Every line from the beginning of the data through the line containing "impl AsRef<str> for" should be reproduced exactly, and no further lines should be output.

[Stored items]
------------------------------------------------

//! Correlation identifiers binding a pending signin to the provider's redirect-back.

// std
use std::{borrow::Borrow, ops::Deref};
// crates.io
use rand::{Rng, distr::Alphanumeric};
// self
use crate::_prelude::*;

const CORRELATION_ID_LEN: usize = 32;
const IDENTIFIER_MAX_LEN: usize = 128;

/// Error returned when identifier validation fails.
#[derive(Clone, Debug, PartialEq, Eq, Serialize, ThisError)]
pub enum IdentifierError {
	/// The identifier was empty.
	#[error("Correlation identifier cannot be empty.")]
	Empty,
	/// The identifier contains whitespace characters.
	#[error("Correlation identifier contains whitespace.")]
	ContainsWhitespace,
	/// The identifier exceeded the allowed character count.
	#[error("Correlation identifier exceeds {max} characters.")]
	TooLong {
		/// Maximum permitted character count.
		max: usize,
	},
}

/// Random value sent to the provider as `state` and used as the pending-signin storage key.
#[derive(Clone, PartialEq, Eq, PartialOrd, Ord, Hash, Serialize, Deserialize)]
#[serde(try_from = "String", into = "String")]
pub struct CorrelationId(String);
impl CorrelationId {
	/// Draws a fresh identifier of 32 alphanumeric characters from the thread-local CSPRNG.
	pub fn generate() -> Self {
		Self(rand::rng().sample_iter(Alphanumeric).take(CORRELATION_ID_LEN).map(char::from).collect())
	}

	/// Wraps an existing identifier (e.g., the `state` echoed back by the provider).
	pub fn new(value: impl AsRef<str>) -> Result<Self, IdentifierError> {
		let view = value.as_ref();

		validate_view(view)?;

		Ok(Self(view.to_owned()))
	}
}
impl Deref for CorrelationId {
	type Target = str;

	fn deref(&self) -> &Self::Target {
		&self.0
	}
}
impl AsRef<str> for CorrelationId {
	fn as_ref(&self) -> &str {
		&self.0
	}
}
impl Borrow<str> for CorrelationId {
	fn borrow(&self) -> &str {
		&self.0
	}
}
impl From<CorrelationId> for String {
	fn from(value: CorrelationId) -> Self {
		value.0
	}
}
impl TryFrom<String> for CorrelationId {
	type Error = IdentifierError;

	fn try_from(value: String) -> Result<Self, Self::Error> {
		validate_view(&value)?;

		Ok(Self(value))
	}
}
impl FromStr for CorrelationId {
	type Err = IdentifierError;

	fn from_str(s: &str) -> Result<Self, Self::Err> {
		Self::new(s)
	}
}
impl Debug for CorrelationId {
	fn fmt(&self, f: &mut Formatter) -> FmtResult {
		write!(f, "CorrelationId({})", self.0)
	}
}
impl Display for CorrelationId {
	fn fmt(&self, f: &mut Formatter) -> FmtResult {
		f.write_str(&self.0)
	}
}

fn validate_view(view: &str) -> Result<(), IdentifierError> {
	if view.is_empty() {
		return Err(IdentifierError::Empty);
	}
	if view.chars().any(char::is_whitespace) {
		return Err(IdentifierError::ContainsWhitespace);
	}
	if view.len() > IDENTIFIER_MAX_LEN {
		return Err(IdentifierError::TooLong { max: IDENTIFIER_MAX_LEN });
	}

	Ok(())
}

#[cfg(test)]
mod tests {
	// std
	use std::collections::HashSet;
	// self
	use super::*;

	#[test]
	fn generated_ids_are_alphanumeric_and_distinct() {
		let ids: HashSet<CorrelationId> = (0..256).map(|_| CorrelationId::generate()).collect();

		assert_eq!(ids.len(), 256, "Generated identifiers must not collide.");

		for id in &ids {
			assert_eq!(id.len(), CORRELATION_ID_LEN);
			assert!(id.chars().all(|c| c.is_ascii_alphanumeric()));
		}
	}

	#[test]
	fn validation_rejects_empty_and_whitespace() {
		assert_eq!(CorrelationId::new(""), Err(IdentifierError::Empty));
		assert_eq!(CorrelationId::new("a b"), Err(IdentifierError::ContainsWhitespace));
		assert!(CorrelationId::new("a".repeat(IDENTIFIER_MAX_LEN + 1)).is_err());

		let id = CorrelationId::new("abc123").expect("Plain identifier should be valid.");

		assert_eq!(&*id, "abc123");
	}

	#[test]
	fn serde_round_trip_enforces_validation() {
		let id: CorrelationId =
			serde_json::from_str("\"state-42\"").expect("Identifier should deserialize.");

		assert_eq!(id.to_string(), "state-42");
		assert!(serde_json::from_str::<CorrelationId>("\"with space\"").is_err());
	}
}
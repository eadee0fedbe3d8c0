//! Authorization-code signin redirect: per-call options, request properties, and the
//! orchestration that persists pending state before navigating to the provider.
//!
//! [`OidcClient::signin_redirect`] resolves the authorization endpoint, mints a
//! [`CorrelationId`], writes the [`SigninState`] under `oidc-client:<id>`, folds the
//! [`SigninRequest`] properties into the endpoint, and hands the URL to the navigator.
//! Metadata resolution always completes before anything is stored or navigated.

// self
use crate::{
	_prelude::*,
	client::{ClientConfig, OidcClient, SigninState, overlay},
	error::ConfigError,
	http::{DiscoveryHttpClient, TransportErrorMapper},
	id::CorrelationId,
	obs::{self, FlowKind, FlowOutcome, FlowSpan},
	query::{self, QueryValue},
	store::{self, SigninStore},
};

/// `response_type` of every request built here.
pub const RESPONSE_TYPE_CODE: &str = "code";

/// Per-call overrides for [`OidcClient::signin_redirect`].
///
/// Unset fields fall back to the client's [`ClientConfig`]; a set field wins even when it
/// is empty (and is then omitted from the URL).
#[derive(Clone, Debug, Default, PartialEq, Eq)]
pub struct SigninOptions {
	/// Redirect URI override.
	pub redirect_uri: Option<String>,
	/// Scope override.
	pub scope: Option<String>,
	/// `prompt` override.
	pub prompt: Option<String>,
	/// `display` override.
	pub display: Option<String>,
	/// `max_age` override in seconds.
	pub max_age: Option<u64>,
	/// `ui_locales` override.
	pub ui_locales: Option<String>,
	/// `id_token_hint` override.
	pub id_token_hint: Option<String>,
	/// `login_hint` override.
	pub login_hint: Option<String>,
	/// `acr_values` override.
	pub acr_values: Option<String>,
	/// `resource` override.
	pub resource: Option<String>,
	/// `response_mode` override.
	pub response_mode: Option<String>,
	/// Replaces the configured extra query parameters.
	pub extra_query_params: Option<BTreeMap<String, String>>,
	/// Replaces the configured extra token parameters.
	pub extra_token_params: Option<BTreeMap<String, String>>,
	/// Request object (`request`) passed by value.
	pub request: Option<String>,
	/// Request object passed by reference (`request_uri`).
	pub request_uri: Option<String>,
	/// Free-form tag stored with the pending signin.
	pub request_type: Option<String>,
	/// Stored with the pending signin to tell the callback to skip userinfo.
	pub skip_user_info: bool,
}
impl SigninOptions {
	/// Overrides the redirect URI.
	pub fn with_redirect_uri(mut self, uri: impl Into<String>) -> Self {
		self.redirect_uri = Some(uri.into());

		self
	}

	/// Overrides the scope.
	pub fn with_scope(mut self, scope: impl Into<String>) -> Self {
		self.scope = Some(scope.into());

		self
	}

	/// Overrides `prompt`.
	pub fn with_prompt(mut self, prompt: impl Into<String>) -> Self {
		self.prompt = Some(prompt.into());

		self
	}

	/// Overrides `max_age`.
	pub fn with_max_age(mut self, seconds: u64) -> Self {
		self.max_age = Some(seconds);

		self
	}

	/// Overrides `display`.
	pub fn with_display(mut self, value: impl Into<String>) -> Self {
		self.display = Some(value.into());

		self
	}

	/// Overrides `ui_locales`.
	pub fn with_ui_locales(mut self, locales: impl Into<String>) -> Self {
		self.ui_locales = Some(locales.into());

		self
	}

	/// Overrides `id_token_hint`.
	pub fn with_id_token_hint(mut self, hint: impl Into<String>) -> Self {
		self.id_token_hint = Some(hint.into());

		self
	}

	/// Overrides `acr_values`.
	pub fn with_acr_values(mut self, value: impl Into<String>) -> Self {
		self.acr_values = Some(value.into());

		self
	}

	/// Overrides `resource`.
	pub fn with_resource(mut self, value: impl Into<String>) -> Self {
		self.resource = Some(value.into());

		self
	}

	/// Overrides `login_hint`.
	pub fn with_login_hint(mut self, hint: impl Into<String>) -> Self {
		self.login_hint = Some(hint.into());

		self
	}

	/// Overrides `response_mode`.
	pub fn with_response_mode(mut self, mode: impl Into<String>) -> Self {
		self.response_mode = Some(mode.into());

		self
	}

	/// Replaces the extra query parameters.
	pub fn with_extra_query_params<I, K, V>(mut self, params: I) -> Self
	where
		I: IntoIterator<Item = (K, V)>,
		K: Into<String>,
		V: Into<String>,
	{
		self.extra_query_params =
			Some(params.into_iter().map(|(k, v)| (k.into(), v.into())).collect());

		self
	}

	/// Replaces the extra token request parameters stored with the pending signin.
	pub fn with_extra_token_params<I, K, V>(mut self, params: I) -> Self
	where
		I: IntoIterator<Item = (K, V)>,
		K: Into<String>,
		V: Into<String>,
	{
		self.extra_token_params =
			Some(params.into_iter().map(|(k, v)| (k.into(), v.into())).collect());

		self
	}

	/// Sets the `request` parameter (a request object JWT).
	pub fn with_request(mut self, request: impl Into<String>) -> Self {
		self.request = Some(request.into());

		self
	}

	/// Sets the `request_uri` parameter.
	pub fn with_request_uri(mut self, uri: impl Into<String>) -> Self {
		self.request_uri = Some(uri.into());

		self
	}

	/// Tags the pending signin with a request type.
	pub fn with_request_type(mut self, request_type: impl Into<String>) -> Self {
		self.request_type = Some(request_type.into());

		self
	}

	/// Sets the skip-userinfo flag stored with the pending signin.
	pub fn with_skip_user_info(mut self, skip: bool) -> Self {
		self.skip_user_info = skip;

		self
	}
}

/// Authorization request properties; never persisted, only serialized into the URL.
#[derive(Clone, Debug, PartialEq, Eq)]
pub struct SigninRequest {
	/// `client_id`.
	pub client_id: String,
	/// `redirect_uri`.
	pub redirect_uri: Option<String>,
	/// `scope`.
	pub scope: String,
	/// `prompt`.
	pub prompt: Option<String>,
	/// `display`.
	pub display: Option<String>,
	/// `max_age`.
	pub max_age: Option<u64>,
	/// `ui_locales`.
	pub ui_locales: Option<String>,
	/// `id_token_hint`.
	pub id_token_hint: Option<String>,
	/// `login_hint`.
	pub login_hint: Option<String>,
	/// `acr_values`.
	pub acr_values: Option<String>,
	/// `resource`.
	pub resource: Option<String>,
	/// Extra parameters flattened into the query.
	pub extra_query_params: BTreeMap<String, String>,
	/// `response_mode`.
	pub response_mode: Option<String>,
	/// `state`; the same identifier keys the pending signin in storage.
	pub state: CorrelationId,
	/// `request`.
	pub request: Option<String>,
	/// `request_uri`.
	pub request_uri: Option<String>,
}
impl SigninRequest {
	/// Overlays `options` onto `config`, forcing `state` to `id`.
	pub fn new(config: &ClientConfig, options: &SigninOptions, id: CorrelationId) -> Self {
		Self {
			client_id: config.client_id.clone(),
			redirect_uri: overlay(&options.redirect_uri, &config.redirect_uri),
			scope: options.scope.clone().unwrap_or_else(|| config.scope.clone()),
			prompt: overlay(&options.prompt, &config.prompt),
			display: overlay(&options.display, &config.display),
			max_age: options.max_age.or(config.max_age),
			ui_locales: overlay(&options.ui_locales, &config.ui_locales),
			id_token_hint: overlay(&options.id_token_hint, &config.id_token_hint),
			login_hint: overlay(&options.login_hint, &config.login_hint),
			acr_values: overlay(&options.acr_values, &config.acr_values),
			resource: overlay(&options.resource, &config.resource),
			extra_query_params: options
				.extra_query_params
				.clone()
				.unwrap_or_else(|| config.extra_query_params.clone()),
			response_mode: overlay(&options.response_mode, &config.response_mode),
			state: id,
			request: options.request.clone(),
			request_uri: options.request_uri.clone(),
		}
	}

	/// Properties in wire order; unset optional fields are left out.
	pub fn properties(&self) -> Vec<(&'static str, QueryValue)> {
		let optional = |name: &'static str, value: &Option<String>| {
			value.as_ref().map(|value| (name, QueryValue::from(value.as_str())))
		};

		[
			Some(("client_id", QueryValue::from(self.client_id.as_str()))),
			optional("redirect_uri", &self.redirect_uri),
			Some(("scope", QueryValue::from(self.scope.as_str()))),
			Some(("response_type", QueryValue::from(RESPONSE_TYPE_CODE))),
			optional("prompt", &self.prompt),
			optional("display", &self.display),
			self.max_age.map(|seconds| ("max_age", QueryValue::Number(seconds))),
			optional("ui_locales", &self.ui_locales),
			optional("id_token_hint", &self.id_token_hint),
			optional("login_hint", &self.login_hint),
			optional("acr_values", &self.acr_values),
			optional("resource", &self.resource),
			Some(("extraQueryParams", QueryValue::Map(self.extra_query_params.clone()))),
			optional("response_mode", &self.response_mode),
			Some(("state", QueryValue::from(&*self.state))),
			optional("request", &self.request),
			optional("request_uri", &self.request_uri),
		]
		.into_iter()
		.flatten()
		.collect()
	}
}

/// Folds the truthy request properties into `authorization_endpoint`.
pub fn create_signin_redirect_url(authorization_endpoint: &str, request: &SigninRequest) -> String {
	request
		.properties()
		.into_iter()
		.filter(|(_, value)| value.is_truthy())
		.fold(authorization_endpoint.to_owned(), |url, (name, value)| {
			query::add_query_param(url, name, &value)
		})
}

impl<C, M> OidcClient<C, M>
where
	C: ?Sized + DiscoveryHttpClient,
	M: ?Sized + TransportErrorMapper<C::TransportError>,
{
	/// Starts an authorization-code signin and navigates the user agent to the provider.
	///
	/// Any discovery failure propagates before storage is touched. On success exactly one
	/// entry is written under `oidc-client:<state>` and the navigator has been invoked.
	///
	/// The navigator receives the built URL after [`Url`] parsing, which normalizes it: the host
	/// is lowercased, a default port is dropped, and dot segments are resolved. Query pairs are
	/// kept as encoded by [`create_signin_redirect_url`].
	pub async fn signin_redirect(&self, options: SigninOptions) -> Result<()> {
		const KIND: FlowKind = FlowKind::SigninRedirect;

		let span = FlowSpan::new(KIND, "signin_redirect");

		obs::record_flow_outcome(KIND, FlowOutcome::Attempt);

		let result = span
			.instrument(async move {
				let authorization_endpoint = self.metadata.authorization_endpoint().await?;

				Url::parse(&authorization_endpoint).map_err(|source| {
					ConfigError::InvalidAuthorizationEndpoint {
						url: authorization_endpoint.clone(),
						source,
					}
				})?;

				let id = CorrelationId::generate();
				let state = SigninState::new(&self.config, &options, id.clone());
				let key = store::pending_signin_key(&id);

				self.store.set_item(&key, state.to_json()?).await?;
				obs::record_flow_step(KIND, "pending_state_stored");

				let request = SigninRequest::new(&self.config, &options, id);
				let redirect_url = create_signin_redirect_url(&authorization_endpoint, &request);
				let redirect_url = Url::parse(&redirect_url).map_err(|source| {
					ConfigError::InvalidAuthorizationEndpoint { url: redirect_url.clone(), source }
				})?;

				self.navigator.navigate(&redirect_url);
				obs::record_flow_step(KIND, "navigated");

				Ok(())
			})
			.await;

		match &result {
			Ok(_) => obs::record_flow_outcome(KIND, FlowOutcome::Success),
			Err(_) => obs::record_flow_outcome(KIND, FlowOutcome::Failure),
		}

		result
	}
}
// self
use crate::obs::{FlowKind, FlowOutcome};

/// Records a flow outcome via the global metrics recorder (when enabled).
pub fn record_flow_outcome(kind: FlowKind, outcome: FlowOutcome) {
	#[cfg(feature = "metrics")]
	{
		metrics::counter!(
			"oidc_redirect_flow_total",
			"flow" => kind.as_str(),
			"outcome" => outcome.as_str()
		)
		.increment(1);
	}

	#[cfg(not(feature = "metrics"))]
	{
		let _ = (kind, outcome);
	}
}

#[cfg(test)]
mod tests {
	// self
	use super::*;

	#[test]
	fn record_flow_outcome_noop_without_metrics() {
		record_flow_outcome(FlowKind::SigninRedirect, FlowOutcome::Failure);
	}
}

------------------------------------------------

Result of this task:
//! Correlation identifiers binding a pending signin to the provider's redirect-back.

// std
use std::{borrow::Borrow, ops::Deref};
// crates.io
use rand::{Rng, distr::Alphanumeric};
// self
use crate::_prelude::*;

const CORRELATION_ID_LEN: usize = 32;
const IDENTIFIER_MAX_LEN: usize = 128;

/// Error returned when identifier validation fails.
#[derive(Clone, Debug, PartialEq, Eq, Serialize, ThisError)]
pub enum IdentifierError {
	/// The identifier was empty.
	#[error("Correlation identifier cannot be empty.")]
	Empty,
	/// The identifier contains whitespace characters.
	#[error("Correlation identifier contains whitespace.")]
	ContainsWhitespace,
	/// The identifier exceeded the allowed character count.
	#[error("Correlation identifier exceeds {max} characters.")]
	TooLong {
		/// Maximum permitted character count.
		max: usize,
	},
}

/// Random value sent to the provider as `state` and used as the pending-signin storage key.
#[derive(Clone, PartialEq, Eq, PartialOrd, Ord, Hash, Serialize, Deserialize)]
#[serde(try_from = "String", into = "String")]
pub struct CorrelationId(String);
impl CorrelationId {
	/// Draws a fresh identifier of 32 alphanumeric characters from the thread-local CSPRNG.
	pub fn generate() -> Self {
		Self(rand::rng().sample_iter(Alphanumeric).take(CORRELATION_ID_LEN).map(char::from).collect())
	}

	/// Wraps an existing identifier (e.g., the `state` echoed back by the provider).
	pub fn new(value: impl AsRef<str>) -> Result<Self, IdentifierError> {
		let view = value.as_ref();

		validate_view(view)?;

		Ok(Self(view.to_owned()))
	}
}
impl Deref for CorrelationId {
	type Target = str;

	fn deref(&self) -> &Self::Target {
		&self.0
	}
}
impl AsRef<str> for CorrelationId {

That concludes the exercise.